- [REQUIRED WORK] Please repeat the records below exactly, but only from the line that contains "let json = format_json(&course);" onward, ending with the last line.

[Dataset items]
*** Begin section ***
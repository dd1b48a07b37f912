//! JSON output formatting.

/// Format a value as JSON.
pub fn format_json<T: serde::Serialize>(value: &T) -> String {
    serde_json::to_string(value).unwrap_or_default()
}

#[cfg(test)]
mod tests {
    use super::*;
    use syllabus_core::catalog::Course;

    #[test]
    fn test_format_json_is_compact() {
        let course = Course::new("C1", "Algebra", "MATH-101");
        let json = format_json(&course);
        assert!(json.starts_with(r#"{"id":"C1","name":"Algebra""#));
        assert!(!json.contains('\n'));
    }
}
*** End section ***
- [ANSWER AREA]
        let json = format_json(&course);
        assert!(json.starts_with(r#"{"id":"C1","name":"Algebra""#));
        assert!(!json.contains('\n'));
    }
}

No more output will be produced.